# pusher for john deere



## rjm5133 (Feb 25, 2010)

im looking for a 10' pusher for a john deere 5520 with a 541 loader. does any one make one that attaches to the john deere quick attach. i have found many that have the skid steer attach but nothing for john deere's QA.


----------



## andrewlawnrangr (Dec 3, 2004)

you can find an adapter plate from your loader to a skid steer plate. try 
hayspear.com
fluneywelding.com


----------



## JD Dave (Mar 20, 2007)

horst welding makes pushers to fit.


----------



## rjm5133 (Feb 25, 2010)

thanks for the replies ill check them out


----------



## 3bladz (Dec 8, 2005)

Or switch out the loader side qa to skidsteer style.
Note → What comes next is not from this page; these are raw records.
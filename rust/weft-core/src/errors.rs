use std::error::Error;
use std::fmt;

/// Boxed error source from a pluggable implementation (codec, server, ...).
pub type BoxError = Box<dyn Error + Send + Sync>;

/// Recoverable errors surfaced by the invocation core.
///
/// These cover the "call could not be completed" channel: resolution
/// failures, codec failures, server lifecycle failures. Application-level
/// failures travel as an [`Exception`](weft_types::Exception) attached to an
/// otherwise well-formed response instead, distinguishing "the service
/// reported a business error" from "the call never completed".
#[derive(Debug)]
pub enum CoreError {
    /// Lazy deserialization was attempted with no serialization attached.
    MissingSerialization,
    /// A serialization implementation failed to encode or decode a payload.
    Codec(BoxError),
    /// A server failed to open or bind.
    Server(String),
    /// A message handler rejected a provider registration.
    Handler(String),
    /// A registry operation failed.
    Registry(String),
}

impl CoreError {
    /// Wrap a codec-level failure.
    pub fn codec(err: impl Into<BoxError>) -> Self {
        CoreError::Codec(err.into())
    }
}

impl fmt::Display for CoreError {
    fn fmt(&self, f: &mut fmt::Formatter<'_>) -> fmt::Result {
        match self {
            CoreError::MissingSerialization => {
                write!(f, "cannot deserialize: no serialization attached to value")
            }
            CoreError::Codec(e) => write!(f, "codec error: {e}"),
            CoreError::Server(msg) => write!(f, "server error: {msg}"),
            CoreError::Handler(msg) => write!(f, "message handler error: {msg}"),
            CoreError::Registry(msg) => write!(f, "registry error: {msg}"),
        }
    }
}

impl Error for CoreError {
    fn source(&self) -> Option<&(dyn Error + 'static)> {
        match self {
            CoreError::Codec(e) => Some(e.as_ref()),
            _ => None,
        }
    }
}

#[cfg(test)]
mod tests {
    use super::*;

    #[test]
    fn missing_serialization_is_descriptive() {
        let msg = CoreError::MissingSerialization.to_string();
        assert!(msg.contains("no serialization"));
    }

    #[test]
    fn codec_error_keeps_source() {
        let err = CoreError::codec(std::io::Error::other("truncated payload"));
        assert!(err.to_string().contains("truncated payload"));
        assert!(std::error::Error::source(&err).is_some());
    }
}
JD parts dept should be able to get it.


----------



## 3bladz (Dec 8, 2005)

BTW, whats the trick for getting a tractor with a snow pusher to steer with the loader in float? I have fluid in the front tires, anything else?


----------



## JpLawn (Aug 5, 2007)

You have to use the brakes to steer. Split the brake pedal and use them to steer.


----------



## rjm5133 (Feb 25, 2010)

we have the front tires filled, but have to use the brakes to steer when pushing heavy wet snow


----------